** Description of the task **
Repeat the lines below exactly as written, please, from the line with "pub fn is_closed(&self)" to the line with "pub async fn begin(&self, mode: TransactionMode)", both lines included, and no others.

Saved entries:
╭──

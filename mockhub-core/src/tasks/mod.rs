pub mod hub_maintenance;
pub mod scheduler;

pub use scheduler::{Scheduler, ShutdownMode};
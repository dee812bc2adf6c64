// File: mockhub-common/src/models/topic.rs

use std::fmt;
use std::str::FromStr;
use serde::{Deserialize, Serialize};
use url::Url;

/// The event feeds the hub knows how to serve.
#[derive(Debug, Serialize, Deserialize, Clone, Copy, Eq, PartialEq, Hash, PartialOrd, Ord)]
#[serde(rename_all = "snake_case")]
pub enum TopicKind {
    Follows,
    StreamChanged,
    UserChanged,
    ExtensionTransaction,
    ModeratorChange,
    BanChange,
    SubscriptionEvent,
}

/// Kind ↔ canonical base URL (origin + path, no query).
const TOPIC_BASE_URLS: [(TopicKind, &str); 7] = [
    (TopicKind::Follows, "https://api.twitch.tv/helix/users/follows"),
    (TopicKind::StreamChanged, "https://api.twitch.tv/helix/streams"),
    (TopicKind::UserChanged, "https://api.twitch.tv/helix/users"),
    (TopicKind::ExtensionTransaction, "https://api.twitch.tv/helix/extensions/transactions"),
    (TopicKind::ModeratorChange, "https://api.twitch.tv/helix/moderation/moderators/events"),
    (TopicKind::BanChange, "https://api.twitch.tv/helix/moderation/banned/events"),
    (TopicKind::SubscriptionEvent, "https://api.twitch.tv/helix/subscriptions/events"),
];

impl TopicKind {
    pub const ALL: [TopicKind; 7] = [
        TopicKind::Follows,
        TopicKind::StreamChanged,
        TopicKind::UserChanged,
        TopicKind::ExtensionTransaction,
        TopicKind::ModeratorChange,
        TopicKind::BanChange,
        TopicKind::SubscriptionEvent,
    ];

    pub fn base_url(&self) -> &'static str {
        TOPIC_BASE_URLS
            .iter()
            .find(|(kind, _)| kind == self)
            .map(|(_, url)| *url)
            .unwrap_or_default()
    }

    /// Looks up the kind whose base URL equals `origin + path` exactly.
    pub fn from_base_url(base: &str) -> Option<TopicKind> {
        TOPIC_BASE_URLS
            .iter()
            .find(|(_, url)| *url == base)
            .map(|(kind, _)| *kind)
    }

    /// Classifies a full topic URL by its origin and path, ignoring the query.
    pub fn from_topic_url(topic: &Url) -> Option<TopicKind> {
        Self::from_base_url(&topic_base(topic))
    }

    pub fn as_str(&self) -> &'static str {
        match self {
            TopicKind::Follows => "follows",
            TopicKind::StreamChanged => "stream_changed",
            TopicKind::UserChanged => "user_changed",
            TopicKind::ExtensionTransaction => "extension_transaction",
            TopicKind::ModeratorChange => "moderator_change",
            TopicKind::BanChange => "ban_change",
            TopicKind::SubscriptionEvent => "subscription_event",
        }
    }
}

/// `origin + path` of a URL, the registry's lookup key.
pub fn topic_base(url: &Url) -> String {
    format!("{}{}", url.origin().ascii_serialization(), url.path())
}

impl fmt::Display for TopicKind {
    fn fmt(&self, f: &mut fmt::Formatter<'_>) -> fmt::Result {
        write!(f, "{}", self.as_str())
    }
}

impl FromStr for TopicKind {
    type Err = String;
    fn from_str(s: &str) -> Result<Self, Self::Err> {
        TopicKind::ALL
            .iter()
            .find(|kind| kind.as_str() == s)
            .copied()
            .ok_or_else(|| format!("Unknown topic kind: {}", s))
    }
}
// mockhub-common/src/lib.rs

pub mod error;
pub mod models;
pub mod traits;

pub use error::Error;
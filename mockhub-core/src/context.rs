//! mockhub-core/src/context.rs
//!
//! The running hub: store, services, scheduler and (optionally) its own HTTP listener.

use std::net::SocketAddr;
use std::sync::Arc;
use std::time::Duration;
use axum::Router;
use axum_server::{Handle, Server};
use tokio::sync::Mutex;
use tokio::task::JoinHandle;
use tracing::{error, info, warn};

use mockhub_common::models::{HubSubscriptionRequest, Subscription, WebhookEvent};
use mockhub_common::traits::SubscriptionRepository;

use crate::api::{hub_router, HubApiState};
use crate::config::HubConfig;
use crate::db::Database;
use crate::http::{DefaultHttpClient, HubHttpClient};
use crate::repositories::SqliteSubscriptionRepository;
use crate::services::{
    DeliveryReport, DeliveryService, EventService, PassReport, SubscriptionService, VerificationService,
};
use crate::tasks::hub_maintenance::run_purge_pass;
use crate::tasks::{Scheduler, ShutdownMode};
use crate::Error;

/// How [`MockHub::shutdown`] treats in-flight work and the store.
#[derive(Debug, Clone, Copy, Default)]
pub struct ShutdownOptions {
    pub mode: ShutdownMode,
    /// Close the store's connection pool too.
    pub close_store: bool,
}

struct Listener {
    handle: Handle,
    task: JoinHandle<()>,
}

pub struct MockHub {
    config: HubConfig,
    db: Database,
    repo: Arc<dyn SubscriptionRepository>,
    subscriptions: Arc<SubscriptionService>,
    verification: Arc<VerificationService>,
    events: EventService,
    router: Router,
    scheduler: Mutex<Scheduler>,
    listener: Mutex<Option<Listener>>,
    local_addr: Option<SocketAddr>,
}

impl MockHub {
    /// Opens the store named by `config.database_url` and starts the hub on it.
    pub async fn start(config: HubConfig) -> Result<Self, Error> {
        let db = Database::connect(&config.database_url, config.busy_timeout).await?;
        Self::start_with_database(config, db).await
    }

    pub async fn start_with_database(config: HubConfig, db: Database) -> Result<Self, Error> {
        let http: Arc<dyn HubHttpClient> = Arc::new(DefaultHttpClient::new(
            config.delivery.request_timeout,
            config.delivery.max_redirects,
        )?);
        Self::start_with(config, db, http).await
    }

    /// Starts the hub on an open store with the given outbound client.
    pub async fn start_with(config: HubConfig, db: Database, http: Arc<dyn HubHttpClient>) -> Result<Self, Error> {
        if config.verbose {
            info!("Starting mock hub: {:?}", config);
        }
        let db = db.with_max_contention_retries(config.max_contention_retries);
        db.migrate().await?;

        let repo: Arc<dyn SubscriptionRepository> = Arc::new(SqliteSubscriptionRepository::new(db.clone()));
        if config.clear_on_start {
            repo.clear().await?;
            info!("Cleared subscription store.");
        }

        let subscriptions = Arc::new(SubscriptionService::new(repo.clone()).with_verbose(config.verbose));
        let verification = Arc::new(
            VerificationService::new(repo.clone(), http.clone(), config.log_errors).with_verbose(config.verbose),
        );
        let events = EventService::new(
            repo.clone(),
            DeliveryService::new(http, config.delivery.clone()),
            config.log_errors,
        )
            .with_verbose(config.verbose);

        let router = hub_router(
            &config.hub_path()?,
            HubApiState { subscriptions: subscriptions.clone(), log_errors: config.log_errors },
        );

        let (listener, local_addr) = match config.listen_port {
            Some(port) => {
                let (listener, addr) = serve(router.clone(), port).await?;
                (Some(listener), Some(addr))
            }
            None => (None, None),
        };

        let scheduler = Scheduler::start(verification.clone(), repo.clone(), config.poll_interval);

        Ok(Self {
            config,
            db,
            repo,
            subscriptions,
            verification,
            events,
            router,
            scheduler: Mutex::new(scheduler),
            listener: Mutex::new(listener),
            local_addr,
        })
    }

    /// The hub route, for mounting into a caller-owned axum app.
    pub fn router(&self) -> Router {
        self.router.clone()
    }

    /// Where our own listener is bound, if we have one.
    pub fn local_addr(&self) -> Option<SocketAddr> {
        self.local_addr
    }

    pub fn config(&self) -> &HubConfig {
        &self.config
    }

    pub fn database(&self) -> &Database {
        &self.db
    }

    pub fn repository(&self) -> Arc<dyn SubscriptionRepository> {
        self.repo.clone()
    }

    pub async fn add_subscription(
        &self,
        request: &HubSubscriptionRequest,
        client_id: Option<&str>,
    ) -> Result<Subscription, Error> {
        self.subscriptions.add_subscription(request, client_id).await
    }

    pub async fn remove_subscription(&self, callback_url: &str) -> Result<(), Error> {
        self.subscriptions.remove_subscription(callback_url).await
    }

    pub async fn emit_event(&self, event: &WebhookEvent) -> Result<DeliveryReport, Error> {
        self.events.emit_event(event).await
    }

    pub async fn clear_db(&self) -> Result<(), Error> {
        self.repo.clear().await
    }

    pub async fn run_verification_pass(&self) -> Result<PassReport, Error> {
        self.verification.verify_pending().await
    }

    pub async fn run_removal_pass(&self) -> Result<PassReport, Error> {
        self.verification.process_removals().await
    }

    pub async fn run_purge_pass(&self) -> Result<u64, Error> {
        run_purge_pass(self.repo.as_ref()).await
    }

    /// Stops timers and the listener, then optionally closes the store. Later calls do nothing
    /// beyond closing the store if asked.
    pub async fn shutdown(&self, options: ShutdownOptions) {
        self.scheduler.lock().await.shutdown(options.mode).await;

        if let Some(listener) = self.listener.lock().await.take() {
            match options.mode {
                ShutdownMode::Graceful => listener.handle.graceful_shutdown(Some(Duration::from_secs(5))),
                ShutdownMode::Abort => listener.handle.shutdown(),
            }
            if let Err(e) = listener.task.await {
                warn!("Hub listener task ended abnormally: {}", e);
            }
        }

        if options.close_store && !self.db.is_closed() {
            self.db.close().await;
            info!("Subscription store closed.");
        }
    }
}

async fn serve(router: Router, port: u16) -> Result<(Listener, SocketAddr), Error> {
    let addr = SocketAddr::from(([0, 0, 0, 0], port));
    let handle = Handle::new();

    let server = Server::bind(addr)
        .handle(handle.clone())
        .serve(router.into_make_service());

    let task = tokio::spawn(async move {
        if let Err(e) = server.await {
            error!("Hub server error: {}", e);
        }
        info!("Hub server shut down.");
    });

    match handle.listening().await {
        Some(local) => {
            info!("Mock hub listening on http://{}", local);
            Ok((Listener { handle, task }, local))
        }
        None => Err(Error::Io(std::io::Error::new(
            std::io::ErrorKind::AddrInUse,
            format!("Could not listen on {}", addr),
        ))),
    }
}
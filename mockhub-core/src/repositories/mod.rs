// src/repositories/mod.rs

pub mod sqlite;

pub use mockhub_common::traits::repository_traits::SubscriptionRepository;
pub use sqlite::SqliteSubscriptionRepository;
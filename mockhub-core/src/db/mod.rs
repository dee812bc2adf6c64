// mockhub-core/src/db/mod.rs

use std::future::Future;
use std::path::Path;
use std::str::FromStr;
use std::time::Duration;
use sqlx::pool::PoolConnection;
use sqlx::sqlite::{SqliteConnectOptions, SqliteConnection, SqliteJournalMode, SqlitePoolOptions};
use sqlx::{Pool, Sqlite};
use tracing::{debug, info, warn};
use crate::Error;

/// How a transaction takes the database lock when it begins.
#[derive(Debug, Clone, Copy, PartialEq, Eq)]
pub enum TransactionMode {
    /// Lock lazily on first read/write.
    Deferred,
    /// Take the write lock up front; other writers wait (or get `SQLITE_BUSY`).
    Immediate,
    /// Take the write lock and keep readers out too.
    Exclusive,
}

impl TransactionMode {
    fn begin_statement(&self) -> &'static str {
        match self {
            TransactionMode::Deferred => "BEGIN DEFERRED",
            TransactionMode::Immediate => "BEGIN IMMEDIATE",
            TransactionMode::Exclusive => "BEGIN EXCLUSIVE",
        }
    }
}

/// Shared handle to the subscription store.
#[derive(Clone)]
pub struct Database {
    pool: Pool<Sqlite>,
    max_contention_retries: Option<u32>,
}

impl Database {
    /// Connect to a `sqlite://` URL, creating the file if needed.
    pub async fn new(database_url: &str) -> Result<Self, Error> {
        Self::connect(database_url, Duration::from_secs(5)).await
    }

    pub async fn connect(database_url: &str, busy_timeout: Duration) -> Result<Self, Error> {
        let options = SqliteConnectOptions::from_str(database_url)?;
        let db = Self::connect_with(options, busy_timeout).await?;
        info!("Connected to SQLite at {}", database_url);
        Ok(db)
    }

    pub async fn open_file(path: &Path, busy_timeout: Duration) -> Result<Self, Error> {
        let options = SqliteConnectOptions::new().filename(path);
        Self::connect_with(options, busy_timeout).await
    }

    async fn connect_with(options: SqliteConnectOptions, busy_timeout: Duration) -> Result<Self, Error> {
        let options = options
            .create_if_missing(true)
            .journal_mode(SqliteJournalMode::Wal)
            .foreign_keys(true)
            .busy_timeout(busy_timeout);

        let pool = SqlitePoolOptions::new()
            .max_connections(5)
            .connect_with(options)
            .await?;

        Ok(Self { pool, max_contention_retries: None })
    }

    /// Caps how many times a contended transaction is retried. `None` retries until it
    /// succeeds or fails for another reason.
    pub fn with_max_contention_retries(mut self, limit: Option<u32>) -> Self {
        self.max_contention_retries = limit;
        self
    }

    /// Run migrations in the `migrations/` folder.
    pub async fn migrate(&self) -> Result<(), Error> {
        debug!("Applying migrations...");
        sqlx::migrate!("../migrations").run(&self.pool).await?;
        debug!("Migrations applied successfully.");
        Ok(())
    }

    pub fn pool(&self) -> &Pool<Sqlite> {
        &self.pool
    }

    pub fn from_pool(pool: Pool<Sqlite>) -> Self {
        Self { pool, max_contention_retries: None }
    }

    pub async fn close(&self) {
        self.pool.close().await;
    }

    pub fn is_closed(&self) -> bool {
        self.pool.is_closed()
    }

    /// Opens a transaction on a dedicated pool connection with the given locking mode.
    pub async fn begin(&self, mode: TransactionMode) -> Result<HubTransaction, Error> {
        let mut conn = self.pool.acquire().await?;
        sqlx::query(mode.begin_statement()).execute(&mut *conn).await?;
        Ok(HubTransaction { conn, open: true })
    }

    /// Runs `op` (which opens, uses and commits its own transaction) again from the top for as
    /// long as it fails with a lock-contention error. Any other error is returned as is.
    pub async fn retry_on_contention<T, F, Fut>(&self, mut op: F) -> Result<T, Error>
    where
        F: FnMut() -> Fut,
        Fut: Future<Output = Result<T, Error>>,
    {
        let mut retries: u32 = 0;
        loop {
            match op().await {
                Err(e) if e.is_contention() => {
                    retries += 1;
                    if let Some(limit) = self.max_contention_retries {
                        if retries > limit {
                            warn!("Giving up on contended transaction after {} retries", limit);
                            return Err(Error::StoreContention(e.to_string()));
                        }
                    }
                    debug!("Store busy, retrying transaction (retry #{}): {}", retries, e);
                    tokio::task::yield_now().await;
                }
                other => return other,
            }
        }
    }
}

/// An open store transaction.
///
/// Must be finished with [`commit`](Self::commit) or [`rollback`](Self::rollback). Dropping it
/// unfinished closes the underlying connection, which makes SQLite roll the transaction back.
pub struct HubTransaction {
    conn: PoolConnection<Sqlite>,
    open: bool,
}

impl HubTransaction {
    pub fn conn(&mut self) -> &mut SqliteConnection {
        &mut *self.conn
    }

    pub async fn commit(mut self) -> Result<(), Error> {
        sqlx::query("COMMIT").execute(&mut *self.conn).await?;
        self.open = false;
        Ok(())
    }

    pub async fn rollback(mut self) -> Result<(), Error> {
        sqlx::query("ROLLBACK").execute(&mut *self.conn).await?;
        self.open = false;
        Ok(())
    }
}

impl Drop for HubTransaction {
    fn drop(&mut self) {
        if self.open {
            self.conn.close_on_drop();
        }
    }
}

╰──

** Answer to the problem **
    pub fn is_closed(&self) -> bool {
        self.pool.is_closed()
    }

    /// Opens a transaction on a dedicated pool connection with the given locking mode.
    pub async fn begin(&self, mode: TransactionMode) -> Result<HubTransaction, Error> {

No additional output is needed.